Work instructions: Working through the entries below, find how many lines include the string "FromStr"; give only that number.

Source data:
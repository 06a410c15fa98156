//! Terminal presenter for the NOx report.
//!
//! Draws the aggregate series as bar charts with regulatory reference
//! lines, plus a per-year summary table, using [`ratatui`].

pub mod app;
pub mod chart_view;
pub mod table_view;
pub mod themes;

pub use nox_core as core;
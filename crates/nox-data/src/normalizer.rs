//! Normalization of the merged table into typed [`Measurement`]s.
//!
//! Stages run column by column in a fixed order: rename the measurement
//! column, clean Status, split Date, split Time, coerce the calendar
//! components strictly, then coerce the measurement leniently. The first
//! strict failure stops the run.

use std::str::FromStr;
use std::sync::OnceLock;

use nox_core::coercion::{coerce_component, coerce_reading, Field};
use nox_core::error::{NoxError, Result};
use nox_core::limits::{DATE_COLUMN, NOX_COLUMN, NOX_COLUMN_SOURCE, STATUS_COLUMN, TIME_COLUMN};
use nox_core::models::{Dataset, Measurement, MergedTable, RawRecord};
use nox_core::time_utils::{hour_part, split_date};
use regex::Regex;
use tracing::{debug, info};

// ── Public API ────────────────────────────────────────────────────────────────

/// Normalize a merged table into a [`Dataset`].
pub fn normalize(mut table: MergedTable) -> Result<Dataset> {
    // Nothing was merged, so there is no header to check.
    if table.headers.is_empty() && table.is_empty() {
        return Ok(Dataset::default());
    }

    table.rename_column(NOX_COLUMN_SOURCE, NOX_COLUMN);
    let records = extract_records(&table)?;

    let statuses: Vec<String> = records.iter().map(|r| clean_status(&r.status)).collect();

    let (days, months, years, hours) = {
        let dates: Vec<_> = records.iter().map(|r| split_date(&r.date)).collect();
        let hour_text: Vec<&str> = records.iter().map(|r| hour_part(&r.time)).collect();

        let days: Vec<u32> = coerce_column(Field::Day, &records, |i| dates[i].day)?;
        let months: Vec<u32> = coerce_column(Field::Month, &records, |i| dates[i].month)?;
        let years: Vec<i32> = coerce_column(Field::Year, &records, |i| dates[i].year)?;
        let hours: Vec<u32> = coerce_column(Field::Hour, &records, |i| hour_text[i])?;
        (days, months, years, hours)
    };

    let readings = records
        .iter()
        .map(|r| coerce_reading(r.index, &r.nitrogen_oxides))
        .collect::<Result<Vec<_>>>()?;

    let measurements: Vec<Measurement> = records
        .into_iter()
        .zip(statuses)
        .enumerate()
        .map(|(i, (record, status))| Measurement {
            index: record.index,
            date: record.date,
            time: record.time,
            status,
            nitrogen_oxides: readings[i],
            day: days[i],
            month: months[i],
            year: years[i],
            hour: hours[i],
        })
        .collect();

    let dataset = Dataset::new(measurements);
    info!(
        "Normalized {} measurements ({} missing readings)",
        dataset.len(),
        dataset.missing_count()
    );
    Ok(dataset)
}

/// Strip the leading "word + space" from a Status value, leaving the unit.
///
/// `"V ugm-3"` becomes `"ugm-3"`; values without a leading token followed by
/// a space pass through unchanged.
pub fn clean_status(status: &str) -> String {
    status_prefix().replace(status, "").into_owned()
}

// ── Internal helpers ──────────────────────────────────────────────────────────

fn status_prefix() -> &'static Regex {
    static RE: OnceLock<Regex> = OnceLock::new();
    RE.get_or_init(|| Regex::new(r"^\S+ ").expect("regex is valid"))
}

/// Pull the four source columns out of every row.
fn extract_records(table: &MergedTable) -> Result<Vec<RawRecord>> {
    let column = |name: &str| {
        table
            .column_index(name)
            .ok_or_else(|| NoxError::MissingColumn(name.to_string()))
    };
    let date = column(DATE_COLUMN)?;
    let time = column(TIME_COLUMN)?;
    let status = column(STATUS_COLUMN)?;
    let nox = column(NOX_COLUMN)?;

    let records: Vec<RawRecord> = table
        .rows
        .iter()
        .map(|row| RawRecord {
            index: row.index,
            date: row.values[date].clone(),
            time: row.values[time].clone(),
            status: row.values[status].clone(),
            nitrogen_oxides: row.values[nox].clone(),
        })
        .collect();

    debug!("Extracted {} raw records", records.len());
    Ok(records)
}

/// Strictly coerce one calendar column; `text(i)` yields row `i`'s raw text.
fn coerce_column<'a, T: FromStr>(
    field: Field,
    records: &[RawRecord],
    text: impl Fn(usize) -> &'a str,
) -> Result<Vec<T>> {
    records
        .iter()
        .enumerate()
        .map(|(i, record)| coerce_component::<T>(field, record.index, text(i)))
        .collect()
}

// ── Tests ─────────────────────────────────────────────────────────────────────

Exercise solution: 2